Aim of the exercise:
Every entry, from the first line to the last, should be output exactly.

[Stored data]
--
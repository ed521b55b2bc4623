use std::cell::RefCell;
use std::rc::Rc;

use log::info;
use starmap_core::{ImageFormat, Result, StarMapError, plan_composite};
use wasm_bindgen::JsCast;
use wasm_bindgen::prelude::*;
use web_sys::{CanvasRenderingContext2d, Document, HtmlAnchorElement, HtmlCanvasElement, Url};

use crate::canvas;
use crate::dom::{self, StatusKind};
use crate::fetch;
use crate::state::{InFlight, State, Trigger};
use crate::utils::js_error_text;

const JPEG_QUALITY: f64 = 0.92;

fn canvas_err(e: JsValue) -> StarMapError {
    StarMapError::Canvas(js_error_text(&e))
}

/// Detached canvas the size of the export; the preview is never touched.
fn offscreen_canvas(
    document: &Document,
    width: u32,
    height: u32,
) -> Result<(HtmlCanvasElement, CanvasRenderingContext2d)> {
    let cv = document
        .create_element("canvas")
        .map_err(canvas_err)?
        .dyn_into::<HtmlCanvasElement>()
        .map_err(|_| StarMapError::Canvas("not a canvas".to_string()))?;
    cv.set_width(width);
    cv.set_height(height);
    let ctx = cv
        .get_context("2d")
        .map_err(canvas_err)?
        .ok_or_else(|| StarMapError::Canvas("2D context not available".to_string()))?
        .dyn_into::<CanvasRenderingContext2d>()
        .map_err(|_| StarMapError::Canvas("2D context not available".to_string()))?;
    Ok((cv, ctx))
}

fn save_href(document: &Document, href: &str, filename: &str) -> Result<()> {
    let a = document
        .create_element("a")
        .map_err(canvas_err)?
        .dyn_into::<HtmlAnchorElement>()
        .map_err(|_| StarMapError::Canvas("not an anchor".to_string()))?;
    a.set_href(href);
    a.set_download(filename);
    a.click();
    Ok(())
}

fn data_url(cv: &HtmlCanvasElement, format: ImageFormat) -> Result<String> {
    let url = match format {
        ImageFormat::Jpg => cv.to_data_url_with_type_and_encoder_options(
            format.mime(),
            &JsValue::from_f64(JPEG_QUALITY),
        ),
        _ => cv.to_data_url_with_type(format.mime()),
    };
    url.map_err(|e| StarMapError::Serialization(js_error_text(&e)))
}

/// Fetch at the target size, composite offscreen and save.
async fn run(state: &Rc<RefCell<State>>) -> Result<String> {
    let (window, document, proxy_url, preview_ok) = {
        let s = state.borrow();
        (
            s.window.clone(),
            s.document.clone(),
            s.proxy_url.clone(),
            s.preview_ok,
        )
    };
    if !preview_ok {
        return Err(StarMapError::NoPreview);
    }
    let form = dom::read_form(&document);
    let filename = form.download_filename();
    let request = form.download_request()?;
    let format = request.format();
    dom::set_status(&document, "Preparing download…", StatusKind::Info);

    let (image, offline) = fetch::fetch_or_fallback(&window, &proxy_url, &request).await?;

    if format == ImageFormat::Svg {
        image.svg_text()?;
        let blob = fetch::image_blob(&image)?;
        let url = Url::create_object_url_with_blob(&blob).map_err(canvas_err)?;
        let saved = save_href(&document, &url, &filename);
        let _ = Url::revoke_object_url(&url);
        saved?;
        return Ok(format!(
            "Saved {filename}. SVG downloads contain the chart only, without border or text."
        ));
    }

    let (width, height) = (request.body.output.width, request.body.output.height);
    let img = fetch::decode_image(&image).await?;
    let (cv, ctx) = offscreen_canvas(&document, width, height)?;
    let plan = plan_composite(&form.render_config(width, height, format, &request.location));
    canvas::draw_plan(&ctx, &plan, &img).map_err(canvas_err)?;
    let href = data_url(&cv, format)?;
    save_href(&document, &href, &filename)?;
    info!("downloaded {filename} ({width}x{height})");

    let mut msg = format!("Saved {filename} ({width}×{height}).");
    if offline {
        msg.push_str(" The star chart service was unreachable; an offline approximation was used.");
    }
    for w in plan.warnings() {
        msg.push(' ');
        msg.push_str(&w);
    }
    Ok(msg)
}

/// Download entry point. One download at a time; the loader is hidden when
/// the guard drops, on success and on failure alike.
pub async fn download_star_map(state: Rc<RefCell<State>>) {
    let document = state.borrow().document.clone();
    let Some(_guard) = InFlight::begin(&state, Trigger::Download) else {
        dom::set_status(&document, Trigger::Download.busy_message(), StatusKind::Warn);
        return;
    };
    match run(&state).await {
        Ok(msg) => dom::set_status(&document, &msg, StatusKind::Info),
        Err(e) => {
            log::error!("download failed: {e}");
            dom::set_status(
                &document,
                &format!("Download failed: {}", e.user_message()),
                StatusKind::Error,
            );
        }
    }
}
--
Result of the exercise:
repository ed521b55b2bc4623
use std::cell::RefCell;
use std::rc::Rc;

use log::info;
use starmap_core::{ImageFormat, Result, StarMapError, plan_composite};
use wasm_bindgen::JsCast;
use wasm_bindgen::prelude::*;
use web_sys::{CanvasRenderingContext2d, Document, HtmlAnchorElement, HtmlCanvasElement, Url};

use crate::canvas;
use crate::dom::{self, StatusKind};
use crate::fetch;
use crate::state::{InFlight, State, Trigger};
use crate::utils::js_error_text;

const JPEG_QUALITY: f64 = 0.92;

fn canvas_err(e: JsValue) -> StarMapError {
    StarMapError::Canvas(js_error_text(&e))
}

/// Detached canvas the size of the export; the preview is never touched.
fn offscreen_canvas(
    document: &Document,
    width: u32,
    height: u32,
) -> Result<(HtmlCanvasElement, CanvasRenderingContext2d)> {
    let cv = document
        .create_element("canvas")
        .map_err(canvas_err)?
        .dyn_into::<HtmlCanvasElement>()
        .map_err(|_| StarMapError::Canvas("not a canvas".to_string()))?;
    cv.set_width(width);
    cv.set_height(height);
    let ctx = cv
        .get_context("2d")
        .map_err(canvas_err)?
        .ok_or_else(|| StarMapError::Canvas("2D context not available".to_string()))?
        .dyn_into::<CanvasRenderingContext2d>()
        .map_err(|_| StarMapError::Canvas("2D context not available".to_string()))?;
    Ok((cv, ctx))
}

fn save_href(document: &Document, href: &str, filename: &str) -> Result<()> {
    let a = document
        .create_element("a")
        .map_err(canvas_err)?
        .dyn_into::<HtmlAnchorElement>()
        .map_err(|_| StarMapError::Canvas("not an anchor".to_string()))?;
    a.set_href(href);
    a.set_download(filename);
    a.click();
    Ok(())
}

fn data_url(cv: &HtmlCanvasElement, format: ImageFormat) -> Result<String> {
    let url = match format {
        ImageFormat::Jpg => cv.to_data_url_with_type_and_encoder_options(
            format.mime(),
            &JsValue::from_f64(JPEG_QUALITY),
        ),
        _ => cv.to_data_url_with_type(format.mime()),
    };
    url.map_err(|e| StarMapError::Serialization(js_error_text(&e)))
}

/// Fetch at the target size, composite offscreen and save.
async fn run(state: &Rc<RefCell<State>>) -> Result<String> {
    let (window, document, proxy_url, preview_ok) = {
        let s = state.borrow();
        (
            s.window.clone(),
            s.document.clone(),
            s.proxy_url.clone(),
            s.preview_ok,
        )
    };
    if !preview_ok {
        return Err(StarMapError::NoPreview);
    }
    let form = dom::read_form(&document);
    let filename = form.download_filename();
    let request = form.download_request()?;
    let format = request.format();
    dom::set_status(&document, "Preparing download…", StatusKind::Info);

    let (image, offline) = fetch::fetch_or_fallback(&window, &proxy_url, &request).await?;

    if format == ImageFormat::Svg {
        image.svg_text()?;
        let blob = fetch::image_blob(&image)?;
        let url = Url::create_object_url_with_blob(&blob).map_err(canvas_err)?;
        let saved = save_href(&document, &url, &filename);
        let _ = Url::revoke_object_url(&url);
        saved?;
        return Ok(format!(
            "Saved {filename}. SVG downloads contain the chart only, without border or text."
        ));
    }

    let (width, height) = (request.body.output.width, request.body.output.height);
    let img = fetch::decode_image(&image).await?;
    let (cv, ctx) = offscreen_canvas(&document, width, height)?;
    let plan = plan_composite(&form.render_config(width, height, format, &request.location));
    canvas::draw_plan(&ctx, &plan, &img).map_err(canvas_err)?;
    let href = data_url(&cv, format)?;
    save_href(&document, &href, &filename)?;
    info!("downloaded {filename} ({width}x{height})");

    let mut msg = format!("Saved {filename} ({width}×{height}).");
    if offline {
        msg.push_str(" The star chart service was unreachable; an offline approximation was used.");
    }
    for w in plan.warnings() {
        msg.push(' ');
        msg.push_str(&w);
    }
    Ok(msg)
}

/// Download entry point. One download at a time; the loader is hidden when
/// the guard drops, on success and on failure alike.
pub async fn download_star_map(state: Rc<RefCell<State>>) {
    let document = state.borrow().document.clone();
    let Some(_guard) = InFlight::begin(&state, Trigger::Download) else {
        dom::set_status(&document, Trigger::Download.busy_message(), StatusKind::Warn);
        return;
    };
    match run(&state).await {
        Ok(msg) => dom::set_status(&document, &msg, StatusKind::Info),
        Err(e) => {
            log::error!("download failed: {e}");
            dom::set_status(
                &document,
                &format!("Download failed: {}", e.user_message()),
                StatusKind::Error,
            );
        }
    }
}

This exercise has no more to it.